De-Shuang Huang
Institute of Machine Learning and Systems Biology, Tongji University
Title: Graph Representation Learning
Bio:
De-Shuang Huang is a Professor in Department of Computer Science and Director of Institute of Machine Learning and Systems Biology at Tongji University, China. He is currently the Fellow of the International Association of Pattern Recognition (IAPR Fellow), Fellow of the IEEE (IEEE Fellow) and Senior Member of the INNS, Bioinformatics and Bioengineering Technical Committee Member of IEEE CIS, Neural Networks Technical Committee Member of IEEE CIS, the member of the INNS, Co-Chair of the Big Data Analytics section within INNS, and associated editors of IEEE/ACM Transactions on Computational Biology & Bioinformatics, and Neural Networks, etc. He founded the International Conference on Intelligent Computing (ICIC) in 2005. ICIC has since been successfully held annually with him serving as General or Steering Committee Chair.
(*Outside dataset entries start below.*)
//! Listing services: where the navigation controller gets its data.
//!
//! [`HttpListingService`] talks to the file-system REST backend;
//! [`FixtureListingService`] serves an in-memory tree with the same
//! contract, for offline use and tests.

use crate::error::{FsNavError, NavError};
use crate::model::{LookupResponse, Node, Page, PageResponse};
use crate::session::Session;
use reqwest::header::ACCEPT;
use std::future::Future;
use std::path::Path;
use std::time::Duration;

/// Read access to the remote tree.
///
/// Implementations must refuse to fetch when the session carries no
/// credential.
pub trait ListingService: Send + Sync {
    /// One page of the root listing.
    fn fetch_page(
        &self,
        session: &Session,
        page: usize,
        page_size: usize,
    ) -> impl Future<Output = Result<Page, NavError>> + Send;

    /// Children of the node called `name`, wherever it sits in the tree.
    ///
    /// When several nodes share the name, which one is returned is up to
    /// the implementation.
    fn fetch_by_name(
        &self,
        session: &Session,
        name: &str,
    ) -> impl Future<Output = Result<Vec<Node>, NavError>> + Send;
}

pub struct HttpListingService {
    base_url: String,
    client: reqwest::Client,
}

impl HttpListingService {
    pub fn new(base_url: &str, timeout: Duration) -> Result<Self, FsNavError> {
        let client = reqwest::Client::builder().timeout(timeout).build()?;
        Ok(Self {
            base_url: base_url.trim_end_matches('/').to_string(),
            client,
        })
    }

    pub fn base_url(&self) -> &str {
        &self.base_url
    }
}

impl ListingService for HttpListingService {
    async fn fetch_page(
        &self,
        session: &Session,
        page: usize,
        page_size: usize,
    ) -> Result<Page, NavError> {
        let token = session.bearer()?.to_string();
        let url = format!("{}/filesystem", self.base_url);
        log::debug!("🌐 http: GET {} page={} size={}", url, page, page_size);

        let response = self
            .client
            .get(&url)
            .query(&[("page", page), ("size", page_size)])
            .bearer_auth(token)
            .header(ACCEPT, "application/json")
            .send()
            .await
            .map_err(|e| NavError::Network(format!("root page request failed: {}", e)))?;

        let status = response.status();
        if !status.is_success() {
            return Err(NavError::from_status(status.as_u16(), "root page"));
        }

        let body: PageResponse = response
            .json()
            .await
            .map_err(|e| NavError::Protocol(format!("root page: {}", e)))?;
        Ok(body.into())
    }

    async fn fetch_by_name(&self, session: &Session, name: &str) -> Result<Vec<Node>, NavError> {
        let token = session.bearer()?.to_string();
        let url = format!("{}/filesystem/getByname", self.base_url);
        log::debug!("🌐 http: GET {} name={}", url, name);

        let response = self
            .client
            .get(&url)
            .query(&[("name", name)])
            .bearer_auth(token)
            .header(ACCEPT, "application/json")
            .send()
            .await
            .map_err(|e| NavError::Network(format!("lookup of '{}' failed: {}", name, e)))?;

        let status = response.status();
        if !status.is_success() {
            return Err(NavError::from_status(status.as_u16(), name));
        }

        let body: LookupResponse = response
            .json()
            .await
            .map_err(|e| NavError::Protocol(format!("lookup of '{}': {}", name, e)))?;

        body.file_node
            .map(|node| node.child_node)
            .ok_or_else(|| NavError::NotFound(name.to_string()))
    }
}

/// In-memory listing over a fixed list of root nodes.
///
/// Name lookups return the first depth-first match across the roots.
#[derive(Debug, Clone, Default)]
pub struct FixtureListingService {
    roots: Vec<Node>,
}

impl FixtureListingService {
    pub fn new(roots: Vec<Node>) -> Self {
        Self { roots }
    }

    /// Load roots from a JSON array of nodes in the backend's wire shape.
    pub fn from_file<P: AsRef<Path>>(path: P) -> Result<Self, FsNavError> {
        let content = std::fs::read_to_string(path.as_ref())?;
        let roots: Vec<Node> = serde_json::from_str(&content)?;
        log::info!(
            "📂 fixture: loaded {} root nodes from {:?}",
            roots.len(),
            path.as_ref()
        );
        Ok(Self::new(roots))
    }

    pub fn roots(&self) -> &[Node] {
        &self.roots
    }
}

impl ListingService for FixtureListingService {
    async fn fetch_page(
        &self,
        session: &Session,
        page: usize,
        page_size: usize,
    ) -> Result<Page, NavError> {
        session.bearer()?;
        if page_size == 0 {
            return Err(NavError::InvalidPageSize);
        }

        let total_elements = self.roots.len() as u64;
        let content = self
            .roots
            .iter()
            .skip(page.saturating_mul(page_size))
            .take(page_size)
            .cloned()
            .collect();

        Ok(Page {
            content,
            total_elements,
            total_pages: Page::total_pages_for(total_elements, page_size),
        })
    }

    async fn fetch_by_name(&self, session: &Session, name: &str) -> Result<Vec<Node>, NavError> {
        session.bearer()?;
        self.roots
            .iter()
            .find_map(|root| root.find_by_name(name))
            .map(|node| node.children().to_vec())
            .ok_or_else(|| NavError::NotFound(name.to_string()))
    }
}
He also served as the 2015 International Joint Conference on Neural Networks (IJCNN 2015) General Chair, July 12-17, 2015, Killarney, Ireland, the 2014 11th IEEE Computational Intelligence in Bioinformatics and Computational Biology Conference (IEEE-CIBCBC) Program Committee Chair, May 21-24, 2014, Honolulu, USA. He has published over 470 papers in international journals, international conferences proceedings, and book chapters. Particularly, he has published over 230 SCI indexed papers. His Google Scholar citation number is over 18300 times and H index 73. His main research interest includes neural networks, pattern recognition and bioinformatics.
Abstract:
Graph Neural Networks (GNN) have achieved advanced performance in many fields such as traffic prediction, recommendation systems, and computer vision. Recently there are majorities of methods on GNN focusing on graph convolution, and less work about pooling. Existing graph pooling methods mostly are based on Top-k node selection, in which unselected nodes will be directly discarded, caused the loss of feature information. In that case, we propose a novel graph pooling operator called Hierarchical Graph Pooling with Self- Adaptive Cluster Aggregation (HGP-SACA), which uses a sparse and differentiable method to capture the graph structure. Before using top-k for cluster selection, the unselected clusters are aggregated by an n-hop, and the merged clusters are used for top-k selection, so that the merged clusters can contain neighborhood clusters enhancing the function of the unselected cluster. This can enhance the function of the unselected cluster. Through extensive theoretical analysis and experimental verification on multiple datasets, our experimental results show that combining the existing GNN architecture with HGP-SACA can achieve state-of-the-art results on multiple graph classification benchmarks, which proves the effectiveness of our proposed model. Besides, we are also interested in dynamic graphs. This kind of graph that changes over time is currently rarely studied. we leave this as future work. Finally, some new research problems in this aspect will be pointed out and over-reviewed.
Juan M. Górriz
University of Granada
Title: Machine learning for statistical inference in neuroimaging
Bio:
Juan Manuel Górriz received the BSc. degrees in Physics and Electronic Engineering from the University of Granada (Spain) in 2000. He then earned the Ph.D. degrees from the Universities of Cádiz and Granada in 2003 and 2006, respectively. He has coauthored more than 400 technical journals and conference papers and has served as editor and reviewer of several journals and conference proceedings. He is actually head of the SiPBA group and collaborates as principal investigator with top research centers around the world, i.e. University of Regensburg, NorthEastern University, University of Cambridge, LM University of Munich, University of Liege, University of Milan, University of Aveiro, etc. He is currently a Full Professor with the Department of Signal Theory, Networking, and Communications at the University of Granada member of Cambridge Neuroscience and member of the Ellis Network. His present interests lie in the field of statistical signal processing in biomedical applications.
Abstract:
SAM (Statistical Agnostic Mapping) is a framework based on statistical learning theory (SLT) that provides similar activation maps than the ones obtained by the voxel-wise SPM, but defined on ROIs, under a rigorous development in scenarios with a small sample/dimension ratio and large, small and trivial effect sizes. The present methodology seeks to solve the problems related to classical inference that are observed in neuroscience. Although statistical inference based on a null hypothesis has been used predominantly for exploratory analyses in brain studies (for example, using tools like SPM, AFNI or FSL), recent research maintains that this procedure produces a high number of false positives because data from most of these studies do not meet the model’s assumptions. In this context, SAM allows the creation of significance maps in the study of a certain condition or neurological pathology from the information contained in brain imaging regions of interest, using multivariate approaches based on automatic learning.